Currently, we’re able to “attend” concerts, shows and sports games and even watch movies while socializing with others’ avatars. Emerging entertainment metaverse trends could include interactive sports and events and possibly even tourism. In the long-term, Deloitte predicts there will be immersive “theme park” experiences that adapt to customers’ data profiles.

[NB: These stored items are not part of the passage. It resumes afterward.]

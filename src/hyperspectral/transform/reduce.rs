//! Wavelength subsetting.
//!
//! The geometry phase ([`Reducer::set_format`]) turns the active selection and
//! the input mosaic into a list of retained slots. The copy phase
//! ([`Reducer::reduce`]) moves whole planes for multiplane cubes and single
//! samples for interleaved ones.

use tracing::{debug, error, instrument, warn};

use crate::hyperspectral::common::error::{HyperspectralError, Result};
use crate::hyperspectral::cube::{CubeDescriptor, CubeFrame, CubeFrameMut, Layout};
use crate::hyperspectral::mosaic::{Mosaic, WavelengthId, parse_id_list};
use crate::hyperspectral::transform::copy_sample;

/// Which wavelengths survive a reduction.
#[derive(Debug, Clone, PartialEq, Eq, Default)]
pub enum Selection {
    #[default]
    All,
    Include(Vec<WavelengthId>),
    Exclude(Vec<WavelengthId>),
}

impl Selection {
    /// Retained slots of `mosaic`, always in the mosaic's own order.
    pub fn retained_slots(&self, mosaic: &Mosaic) -> Vec<usize> {
        let keep = |id: &WavelengthId| match self {
            Selection::All => true,
            Selection::Include(ids) => ids.contains(id),
            Selection::Exclude(ids) => !ids.contains(id),
        };

        mosaic
            .wavelengths()
            .iter()
            .enumerate()
            .filter(|(_, id)| keep(id))
            .map(|(slot, _)| slot)
            .collect()
    }

    /// Whether a cube with `mosaic` can satisfy this selection. An inclusion
    /// list needs every listed id to be present.
    pub fn accepts(&self, mosaic: &Mosaic) -> bool {
        match self {
            Selection::Include(ids) => ids.iter().all(|id| mosaic.contains(*id)),
            Selection::All | Selection::Exclude(_) => true,
        }
    }
}

fn dedup(ids: Vec<WavelengthId>) -> Vec<WavelengthId> {
    let mut unique = Vec::with_capacity(ids.len());
    for id in ids {
        if !unique.contains(&id) {
            unique.push(id);
        }
    }
    unique
}

#[derive(Debug, Clone)]
struct Geometry {
    input: CubeDescriptor,
    output: CubeDescriptor,
    positions: Vec<usize>,
}

/// Reducer state: the active selection and the geometry of the bound cube.
#[derive(Debug, Clone, Default)]
pub struct Reducer {
    selection: Selection,
    geometry: Option<Geometry>,
}

impl Reducer {
    pub fn new() -> Self {
        Self::default()
    }

    pub fn with_selection(selection: Selection) -> Self {
        Self {
            selection,
            geometry: None,
        }
    }

    pub fn selection(&self) -> &Selection {
        &self.selection
    }

    fn replace_selection(&mut self, selection: Selection) {
        match (&self.selection, &selection) {
            (Selection::Exclude(_), Selection::Include(_)) => {
                warn!("Inclusion list replaces the active exclusion list");
            }
            (Selection::Include(_), Selection::Exclude(_)) => {
                warn!("Exclusion list replaces the active inclusion list");
            }
            _ => {}
        }
        debug!(?selection, "Reducer selection changed");
        self.selection = selection;
        self.geometry = None;
    }

    /// Keeps only `ids`. Discards any exclusion list.
    pub fn set_inclusion(&mut self, ids: Vec<WavelengthId>) {
        self.replace_selection(Selection::Include(dedup(ids)));
    }

    /// Drops `ids`. Discards any inclusion list.
    pub fn set_exclusion(&mut self, ids: Vec<WavelengthId>) {
        self.replace_selection(Selection::Exclude(dedup(ids)));
    }

    /// Parses `id,id,...` into an inclusion list. A parse failure keeps the
    /// current selection.
    pub fn set_inclusion_str(&mut self, text: &str) -> Result<()> {
        let ids = parse_id_list(text).inspect_err(|e| error!("Invalid inclusion list: {}", e))?;
        self.set_inclusion(ids);
        Ok(())
    }

    /// Parses `id,id,...` into an exclusion list. A parse failure keeps the
    /// current selection.
    pub fn set_exclusion_str(&mut self, text: &str) -> Result<()> {
        let ids = parse_id_list(text).inspect_err(|e| error!("Invalid exclusion list: {}", e))?;
        self.set_exclusion(ids);
        Ok(())
    }

    /// Back to the identity transform.
    pub fn clear_selection(&mut self) {
        self.replace_selection(Selection::All);
    }

    pub fn accepts(&self, mosaic: &Mosaic) -> bool {
        self.selection.accepts(mosaic)
    }

    /// Computes the retained slots for `input` and the reduced cube.
    ///
    /// Rejects an input lacking an included id, and a selection that would
    /// leave no wavelength. On failure the previous geometry is kept.
    pub fn set_format(&mut self, input: &CubeDescriptor) -> Result<&CubeDescriptor> {
        if let Selection::Include(ids) = &self.selection {
            if let Some(missing) = ids.iter().find(|&&id| !input.mosaic().contains(id)) {
                error!(
                    wavelengths = ?input.mosaic().wavelengths(),
                    "Input cube lacks included wavelength {}", missing
                );
                return Err(HyperspectralError::GeometryMismatch(format!(
                    "input cube has no wavelength {}",
                    missing
                )));
            }
        }

        let positions = self.selection.retained_slots(input.mosaic());
        if positions.is_empty() && input.wavelength_count() > 0 {
            error!("Selection removes every wavelength of the input cube");
            return Err(HyperspectralError::GeometryMismatch(
                "selection leaves no wavelength".to_string(),
            ));
        }

        let ids = positions
            .iter()
            .filter_map(|&slot| input.mosaic().get(slot))
            .collect();
        let output = input.with_mosaic(Mosaic::new(ids))?;

        debug!(
            input_wavelengths = input.wavelength_count(),
            output_wavelengths = output.wavelength_count(),
            ?positions,
            "Reduction geometry computed"
        );

        let geometry = self.geometry.insert(Geometry {
            input: input.clone(),
            output,
            positions,
        });
        Ok(&geometry.output)
    }

    pub fn output_descriptor(&self) -> Option<&CubeDescriptor> {
        self.geometry.as_ref().map(|g| &g.output)
    }

    /// Input slots kept by the reduction, in output order.
    pub fn retained_slots(&self) -> Option<&[usize]> {
        self.geometry.as_ref().map(|g| g.positions.as_slice())
    }

    /// Byte size of one reduced cube.
    pub fn transform_size(&self) -> Result<usize> {
        self.output_descriptor()
            .map(CubeDescriptor::total_byte_size)
            .ok_or(HyperspectralError::GeometryNotComputed)
    }

    fn geometry_for(&self, input: &CubeDescriptor, output: &CubeDescriptor) -> Result<&Geometry> {
        match &self.geometry {
            Some(g) if &g.input == input && &g.output == output => Ok(g),
            _ => {
                error!("Reduction geometry does not match the bound frames");
                Err(HyperspectralError::GeometryNotComputed)
            }
        }
    }

    /// Copies the retained wavelengths of `input` into `output`.
    #[instrument(skip(self, input, output), fields(input_size = input.data().len()))]
    pub fn reduce<I, O>(&self, input: &CubeFrame<'_, I>, output: &mut CubeFrameMut<'_, O>) -> Result<()>
    where
        I: AsRef<[u8]>,
        O: AsRef<[u8]> + AsMut<[u8]>,
    {
        let geometry = self.geometry_for(input.descriptor(), output.descriptor())?;
        let source = &geometry.input;
        let target = &geometry.output;
        let src = input.data();
        let dst = output.data_mut();

        match source.layout() {
            Layout::Multiplane => {
                let plane = source.wavelength_byte_size();
                for (slot, &position) in geometry.positions.iter().enumerate() {
                    let from = source.plane_offset(position);
                    let to = target.plane_offset(slot);
                    dst[to..to + plane].copy_from_slice(&src[from..from + plane]);
                }
            }
            Layout::Interleaved => {
                let byte_width = source.sample_byte_width();
                for (slot, &position) in geometry.positions.iter().enumerate() {
                    for pixel in 0..source.elements_per_wavelength() {
                        copy_sample(
                            dst,
                            target.element_index(slot, pixel),
                            src,
                            source.element_index(position, pixel),
                            byte_width,
                        );
                    }
                }
            }
        }

        Ok(())
    }

    /// Reduces into a freshly allocated cube buffer.
    pub fn reduce_to_vec<I: AsRef<[u8]>>(&self, input: &CubeFrame<'_, I>) -> Result<Vec<u8>> {
        let target = self.output_descriptor().ok_or(HyperspectralError::GeometryNotComputed)?;
        let mut frame = CubeFrameMut::bind(target, vec![0u8; target.total_byte_size()])?;
        self.reduce(input, &mut frame)?;
        Ok(frame.unbind())
    }
}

And in retail, we’re seeing the metaverse’s capacity to host boutique shopping experiences and digital customer contact centers. Soon we may see data-enhanced everyday shopping for things like groceries, furniture and appliances, Deloitte notes. People may even one day be able to purchase homes and cars in the metaverse. In the long-term we can expect to see full sensory immersion in retail experiences, complete with sights, sounds, smells and more.


Where Is It Headed?

According to Deloitte, the metaverse’s evolution will likely depend on consumer response as well as the outcome of at least four key unknowns, each with its own set of questions that will have to be answered:

  • User interface
    • How user-friendly and mobile will the predominant interface be?
    • Does the interface enable seamless switching between physical and digital worlds?
  • Standardization
    • To what degree do standards and protocols converge? 
    • What is the level of interoperability among different platforms?
    • Is there a single unified economy across platforms?
    • Will digital goods purchased in one metaverse be available in another?
    • Are identities persistent across platforms?
    • Are there consistent design and programming standards?
  • Market fragmentation
    • How many market leaders will emerge and what consumer and commercial use cases do they serve?
    • How much competition is there in the market, and how does this affect innovation?
    • How much M&A/market consolidation will we see or will be allowed?
    • Do different platforms serve different use cases? For example, one dominant consumer platform and one dominant enterprise platform.
  • Governance
    • How effectively and consistently are content and conduct regulated? 
    • Are IP and digital assets reliably protected?
    • Is there strong government regulation or do platforms rely primarily on self-governance?
    • To what degree are interactions and transactions secure and trusted?
    • Is there an effective process governing tax jurisdictions and legal liability concerns?

What Leaders Can Do Today

Whether the metaverse has a future and what it might look like remains to be seen but there are four primary actions executives can take now to best prepare for the possibilities of what this potential paradigm shift could bring. Deloitte says these include:

  • Don’t underestimate the potential.
    • Design a flexible and adaptable strategy for taking your business into the metaverse, respond to new tech and shifting consumer preferences and engage a “test and learn” approach for both consumer-facing and enterprise functions.
  • Take the long view.
    • Considering the possibility that the mainstream metaverse and accompanying revenue generation may be several years away from being fully realized, take a long-term view on investments. Consider KPIs around consumer and employee engagement along with ROI. Also, consider investments in the context of broader digital transformation agendas.
  • Focus on demand and what motivates users.
    • Focus on how to create engaging experiences and captivating content—exclusive partnerships or user-generated content tools, for example. This will help you establish share and maintain a competitive edge.
  • Commit to a “responsible metaverse.”
    • Ensure your strategy can handle many complexities and risks within the metaverse. Privacy, security, accessibility and sustainability are all hot topics that consumers care about currently and will likely continue valuing in the near future. Ensure that your organization can be proactive in building a “responsible metaverse” – which will be indispensable in garnering consumer and employee trust.